We all make mistakes. Some are bigger than others. And if we survive them, most of us try to learn from our mistakes, make amends and move on. Rodney King made the biggest mistake of his life — drinking and driving — on the night of March 3, 1991, when four white Los Angeles police officers nearly beat him to death during a traffic stop. Earlier this year, as he and the rest of the nation were about to observe the 20th anniversary of the 1992 riots sparked by the acquittals of the four officers who brutalized him, King told me that he thought he was going to die that night.

"I was close to death on March 3, 1991," he said during an April interview for Ebony magazine at the Los Angeles Marriott Hotel downtown. "I thought they were going to kill me."

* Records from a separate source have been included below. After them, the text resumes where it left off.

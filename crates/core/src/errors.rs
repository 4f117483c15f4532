//! Core error types for PriceSync.
//!
//! This module defines database-agnostic error types. Storage-specific errors
//! (from Diesel, SQLite, etc.) are converted to these types by the storage layer.
//! Per-symbol update failures are not errors of this kind; they are reported
//! inside a batch report as [`crate::sync::UpdateError`].

use chrono::ParseError as ChronoParseError;
use thiserror::Error;

use pricesync_market_data::MarketDataError;

/// Type alias for Result using our Error type.
pub type Result<T> = std::result::Result<T, Error>;

/// Root error type for the engine.
#[derive(Error, Debug)]
pub enum Error {
    #[error("Database operation failed: {0}")]
    Database(#[from] DatabaseError),

    #[error("Input validation failed: {0}")]
    Validation(#[from] ValidationError),

    #[error("Invalid configuration value: {0}")]
    InvalidConfigValue(String),

    #[error("Market data operation failed: {0}")]
    MarketData(#[from] MarketDataError),
}

/// Database-agnostic error type for storage operations.
///
/// This enum uses `String` for all error details, allowing the storage layer
/// to convert storage-specific errors (Diesel, SQLite, etc.) into this format.
#[derive(Error, Debug)]
pub enum DatabaseError {
    /// Failed to establish a database connection.
    #[error("Failed to connect to database: {0}")]
    ConnectionFailed(String),

    /// Failed to create or configure the connection pool.
    #[error("Failed to create database pool: {0}")]
    PoolCreationFailed(String),

    /// A database query failed to execute.
    #[error("Database query failed: {0}")]
    QueryFailed(String),

    /// The requested record was not found.
    #[error("Record not found: {0}")]
    NotFound(String),

    /// A unique constraint was violated (e.g., duplicate key).
    #[error("Unique constraint violation: {0}")]
    UniqueViolation(String),

    /// A foreign key constraint was violated.
    #[error("Foreign key violation: {0}")]
    ForeignKeyViolation(String),

    /// Database migration failed.
    #[error("Database migration failed: {0}")]
    MigrationFailed(String),

    /// Internal/unexpected database error.
    #[error("Internal database error: {0}")]
    Internal(String),
}

/// Validation errors for user input and data parsing.
#[derive(Error, Debug)]
pub enum ValidationError {
    #[error("Invalid input: {0}")]
    InvalidInput(String),

    #[error("Required field '{0}' is missing")]
    MissingField(String),

    #[error("Failed to parse decimal number: {0}")]
    DecimalParse(#[from] rust_decimal::Error),

    #[error("Failed to parse date/time: {0}")]
    DateTimeParse(#[from] ChronoParseError),
}

// === From implementations for common error types ===

impl From<rust_decimal::Error> for Error {
    fn from(err: rust_decimal::Error) -> Self {
        Error::Validation(ValidationError::DecimalParse(err))
    }
}

impl From<ChronoParseError> for Error {
    fn from(err: ChronoParseError) -> Self {
        Error::Validation(ValidationError::DateTimeParse(err))
    }
}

He did not die that night and today his name is the most famous symbol of police brutality in the nation and perhaps the world. As news of his surprising death spread Sunday morning, Black and Latino civil rights and community leaders were gathering in New York City to protest what they say is an unjust stop-and-frisk policy that has led to continued profiling of young blacks and Latinos and ongoing allegations of excessive force and police brutality by New York City police officers.

"What happened to me and what's happened to others can still happen," King said in the Los Angeles interview. "The police are still killing people. I am just glad I was one of those who the camera was on."